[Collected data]
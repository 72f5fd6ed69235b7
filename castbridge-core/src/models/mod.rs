pub mod source;
pub mod options;
pub mod extraction;
pub mod playback;

pub use source::{MediaSource, TrackKind};
pub use options::{StreamOptions, SubtitleSelection};
pub use extraction::{Extraction, ExtractedSubtitle};
pub use playback::{PlaybackState, PlayerStatus, ReceiverEvent};
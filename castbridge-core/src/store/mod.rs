pub mod extraction;
pub mod history;
pub mod settings;

pub use extraction::ExtractionStore;
pub use history::{CastEntry, HistoryStore};
pub use settings::{Settings, SettingsStore};
pub mod models;
pub mod playlist;
pub mod cache;
pub mod transcoder;
pub mod subtitle;
pub mod handler;
pub mod download;
pub mod store;
pub mod bus;
pub mod origin;
pub mod session;
pub mod config;
pub mod error;

pub use config::Config;
pub use error::{Error, Result};
pub use bus::{Event, EventBus};
pub use origin::Origin;
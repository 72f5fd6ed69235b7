//! External transcoder subprocess driver.
//!
//! One invocation produces one segment slice (or one subtitle extract).
//! Cancellation kills the child and removes any partially written output;
//! non-zero exits surface the captured stderr.

use std::path::{Path, PathBuf};
use std::process::Stdio;
use std::sync::Arc;

use bytes::Bytes;
use tokio::io::{AsyncReadExt, AsyncWriteExt};
use tokio::process::Command;
use tokio::sync::OnceCell;
use tokio_util::sync::CancellationToken;
use tracing::{debug, warn};

use crate::error::{Error, Result};

use super::locate;
use super::options::{subtitle_extract_args, TranscodeOptions};

/// Input handed to the transcoder: a file on disk or bytes fed via stdin.
#[derive(Debug, Clone)]
pub enum TranscodeInput {
    File(PathBuf),
    Buffer(Bytes),
}

/// Where output goes: a file on disk or a captured stdout buffer.
#[derive(Debug, Clone)]
pub enum TranscodeTarget {
    File(PathBuf),
    Stdout,
}

/// Lazily resolved transcoder binary plus the invocation primitives built on
/// top of it.
pub struct Transcoder {
    candidates: Vec<String>,
    binary: OnceCell<PathBuf>,
}

impl Transcoder {
    #[must_use]
    pub fn new(candidates: Vec<String>) -> Self {
        let candidates = if candidates.is_empty() {
            locate::default_candidates()
        } else {
            candidates
        };
        Self {
            candidates,
            binary: OnceCell::new(),
        }
    }

    #[must_use]
    pub fn with_defaults() -> Arc<Self> {
        Arc::new(Self::new(Vec::new()))
    }

    /// Resolve the binary, once. Missing binaries surface on first use, not
    /// at construction.
    async fn binary(&self) -> Result<&PathBuf> {
        self.binary
            .get_or_try_init(|| {
                let candidates = self.candidates.clone();
                async move { locate::resolve(&candidates) }
            })
            .await
    }

    /// Probe a media container for its duration in seconds.
    pub async fn media_duration(&self, media: &Path) -> Result<f64> {
        let binary = self.binary().await?;
        super::probe::media_duration(binary, media).await
    }

    /// Transcode one segment slice. Returns the stdout buffer for
    /// [`TranscodeTarget::Stdout`], `None` when writing to a file.
    pub async fn transcode_segment(
        &self,
        options: &TranscodeOptions,
        input: TranscodeInput,
        target: TranscodeTarget,
        cancel: &CancellationToken,
    ) -> Result<Option<Bytes>> {
        let input_arg = match &input {
            TranscodeInput::File(path) => path.to_string_lossy().into_owned(),
            TranscodeInput::Buffer(_) => "pipe:0".to_string(),
        };
        let output_arg = match &target {
            TranscodeTarget::File(path) => path.to_string_lossy().into_owned(),
            TranscodeTarget::Stdout => "pipe:1".to_string(),
        };
        let args = options.build_args(&input_arg, &output_arg);
        self.run(&args, input, target, cancel).await
    }

    /// Extract one embedded subtitle stream (`0:s:<index>`) as WebVTT.
    pub async fn extract_subtitle(
        &self,
        input: &Path,
        stream_index: usize,
        output: &Path,
        cancel: &CancellationToken,
    ) -> Result<()> {
        let args = subtitle_extract_args(
            &input.to_string_lossy(),
            stream_index,
            &output.to_string_lossy(),
        );
        self.run(
            &args,
            TranscodeInput::File(input.to_path_buf()),
            TranscodeTarget::File(output.to_path_buf()),
            cancel,
        )
        .await
        .map(|_| ())
    }

    async fn run(
        &self,
        args: &[String],
        input: TranscodeInput,
        target: TranscodeTarget,
        cancel: &CancellationToken,
    ) -> Result<Option<Bytes>> {
        if cancel.is_cancelled() {
            return Err(Error::Cancelled);
        }
        let binary = self.binary().await?;
        debug!(binary = %binary.display(), args = ?args, "spawning transcoder");

        if let TranscodeTarget::File(path) = &target {
            if let Some(parent) = path.parent() {
                tokio::fs::create_dir_all(parent).await?;
            }
        }

        let mut command = Command::new(binary);
        command
            .args(args)
            .stdin(match input {
                TranscodeInput::Buffer(_) => Stdio::piped(),
                TranscodeInput::File(_) => Stdio::null(),
            })
            .stdout(match target {
                TranscodeTarget::Stdout => Stdio::piped(),
                TranscodeTarget::File(_) => Stdio::null(),
            })
            .stderr(Stdio::piped())
            .kill_on_drop(true);

        let mut child = command.spawn().map_err(|e| {
            if e.kind() == std::io::ErrorKind::NotFound {
                Error::TranscoderUnavailable {
                    candidates: vec![binary.to_string_lossy().into_owned()],
                }
            } else {
                e.into()
            }
        })?;

        if let TranscodeInput::Buffer(bytes) = input {
            if let Some(mut stdin) = child.stdin.take() {
                tokio::spawn(async move {
                    let _ = stdin.write_all(&bytes).await;
                    let _ = stdin.shutdown().await;
                });
            }
        }

        let stdout_task = child.stdout.take().map(|mut stdout| {
            tokio::spawn(async move {
                let mut buf = Vec::new();
                let _ = stdout.read_to_end(&mut buf).await;
                buf
            })
        });
        let stderr_task = child.stderr.take().map(|mut stderr| {
            tokio::spawn(async move {
                let mut buf = Vec::new();
                let _ = stderr.read_to_end(&mut buf).await;
                buf
            })
        });

        let status = tokio::select! {
            status = child.wait() => status?,
            () = cancel.cancelled() => {
                let _ = child.start_kill();
                let _ = child.wait().await;
                remove_partial(&target).await;
                return Err(Error::Cancelled);
            }
        };

        if !status.success() {
            let stderr = match stderr_task {
                Some(task) => String::from_utf8_lossy(&task.await.unwrap_or_default()).into_owned(),
                None => String::new(),
            };
            warn!(code = ?status.code(), "transcoder exited with an error");
            remove_partial(&target).await;
            return Err(Error::TranscoderFailed { stderr });
        }

        match (target, stdout_task) {
            (TranscodeTarget::Stdout, Some(task)) => {
                Ok(Some(Bytes::from(task.await.unwrap_or_default())))
            }
            _ => Ok(None),
        }
    }
}

async fn remove_partial(target: &TranscodeTarget) {
    if let TranscodeTarget::File(path) = target {
        if let Err(e) = tokio::fs::remove_file(path).await {
            if e.kind() != std::io::ErrorKind::NotFound {
                warn!(path = %path.display(), error = %e, "failed to remove partial output");
            }
        }
    }
}

#[cfg(all(test, unix))]
mod tests {
    use super::*;
    use std::os::unix::fs::PermissionsExt;

    /// A stand-in transcoder: writes a marker to its last argument (or
    /// stdout for `pipe:1`) and exits 0.
    fn fake_transcoder(dir: &Path) -> PathBuf {
        let bin = dir.join("fake-transcoder");
        std::fs::write(
            &bin,
            "#!/bin/sh\nfor last; do :; done\nif [ \"$last\" = \"pipe:1\" ]; then printf TSDATA; else printf TSDATA > \"$last\"; fi\n",
        )
        .unwrap();
        std::fs::set_permissions(&bin, std::fs::Permissions::from_mode(0o755)).unwrap();
        bin
    }

    fn failing_transcoder(dir: &Path) -> PathBuf {
        let bin = dir.join("failing-transcoder");
        std::fs::write(
            &bin,
            "#!/bin/sh\nfor last; do :; done\nprintf partial > \"$last\"\necho 'encoder blew up' >&2\nexit 1\n",
        )
        .unwrap();
        std::fs::set_permissions(&bin, std::fs::Permissions::from_mode(0o755)).unwrap();
        bin
    }

    fn hanging_transcoder(dir: &Path) -> PathBuf {
        let bin = dir.join("hanging-transcoder");
        std::fs::write(
            &bin,
            "#!/bin/sh\nfor last; do :; done\nprintf partial > \"$last\"\nsleep 30\n",
        )
        .unwrap();
        std::fs::set_permissions(&bin, std::fs::Permissions::from_mode(0o755)).unwrap();
        bin
    }

    #[tokio::test]
    async fn test_writes_output_file() {
        let dir = tempfile::tempdir().unwrap();
        let transcoder =
            Transcoder::new(vec![fake_transcoder(dir.path()).to_string_lossy().into_owned()]);
        let out = dir.path().join("cache/segment_0.ts");

        let result = transcoder
            .transcode_segment(
                &TranscodeOptions::default(),
                TranscodeInput::File(dir.path().join("in.mkv")),
                TranscodeTarget::File(out.clone()),
                &CancellationToken::new(),
            )
            .await
            .unwrap();
        assert!(result.is_none());
        assert_eq!(std::fs::read(&out).unwrap(), b"TSDATA");
    }

    #[tokio::test]
    async fn test_stdout_capture() {
        let dir = tempfile::tempdir().unwrap();
        let transcoder =
            Transcoder::new(vec![fake_transcoder(dir.path()).to_string_lossy().into_owned()]);

        let bytes = transcoder
            .transcode_segment(
                &TranscodeOptions::default(),
                TranscodeInput::File(dir.path().join("in.mkv")),
                TranscodeTarget::Stdout,
                &CancellationToken::new(),
            )
            .await
            .unwrap()
            .unwrap();
        assert_eq!(&bytes[..], b"TSDATA");
    }

    #[tokio::test]
    async fn test_failure_removes_partial_and_captures_stderr() {
        let dir = tempfile::tempdir().unwrap();
        let transcoder = Transcoder::new(vec![failing_transcoder(dir.path())
            .to_string_lossy()
            .into_owned()]);
        let out = dir.path().join("segment_0.ts");

        let result = transcoder
            .transcode_segment(
                &TranscodeOptions::default(),
                TranscodeInput::File(dir.path().join("in.mkv")),
                TranscodeTarget::File(out.clone()),
                &CancellationToken::new(),
            )
            .await;

        match result {
            Err(Error::TranscoderFailed { stderr }) => {
                assert!(stderr.contains("encoder blew up"));
            }
            other => panic!("expected TranscoderFailed, got {other:?}"),
        }
        assert!(!out.exists());
    }

    #[tokio::test]
    async fn test_cancellation_kills_child_and_removes_partial() {
        let dir = tempfile::tempdir().unwrap();
        let transcoder = Transcoder::new(vec![hanging_transcoder(dir.path())
            .to_string_lossy()
            .into_owned()]);
        let out = dir.path().join("segment_0.ts");
        let cancel = CancellationToken::new();

        let cancel_clone = cancel.clone();
        tokio::spawn(async move {
            tokio::time::sleep(std::time::Duration::from_millis(100)).await;
            cancel_clone.cancel();
        });

        let result = transcoder
            .transcode_segment(
                &TranscodeOptions::default(),
                TranscodeInput::File(dir.path().join("in.mkv")),
                TranscodeTarget::File(out.clone()),
                &cancel,
            )
            .await;

        assert!(matches!(result, Err(Error::Cancelled)));
        assert!(!out.exists());
    }

    #[tokio::test]
    async fn test_pre_cancelled_token_skips_spawn() {
        let transcoder = Transcoder::new(vec!["/nonexistent/bin".to_string()]);
        let cancel = CancellationToken::new();
        cancel.cancel();

        let result = transcoder
            .transcode_segment(
                &TranscodeOptions::default(),
                TranscodeInput::File(PathBuf::from("/in.mkv")),
                TranscodeTarget::Stdout,
                &cancel,
            )
            .await;
        assert!(matches!(result, Err(Error::Cancelled)));
    }

    #[tokio::test]
    async fn test_missing_binary_is_transcoder_unavailable() {
        let transcoder = Transcoder::new(vec!["/nonexistent/bin".to_string()]);
        let result = transcoder
            .transcode_segment(
                &TranscodeOptions::default(),
                TranscodeInput::File(PathBuf::from("/in.mkv")),
                TranscodeTarget::Stdout,
                &CancellationToken::new(),
            )
            .await;
        assert!(matches!(result, Err(Error::TranscoderUnavailable { .. })));
    }
}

= Description of the task =
Pull every line with "display" from the records.

= Response area =
        debug!(binary = %binary.display(), args = ?args, "spawning transcoder");
                warn!(path = %path.display(), error = %e, "failed to remove partial output");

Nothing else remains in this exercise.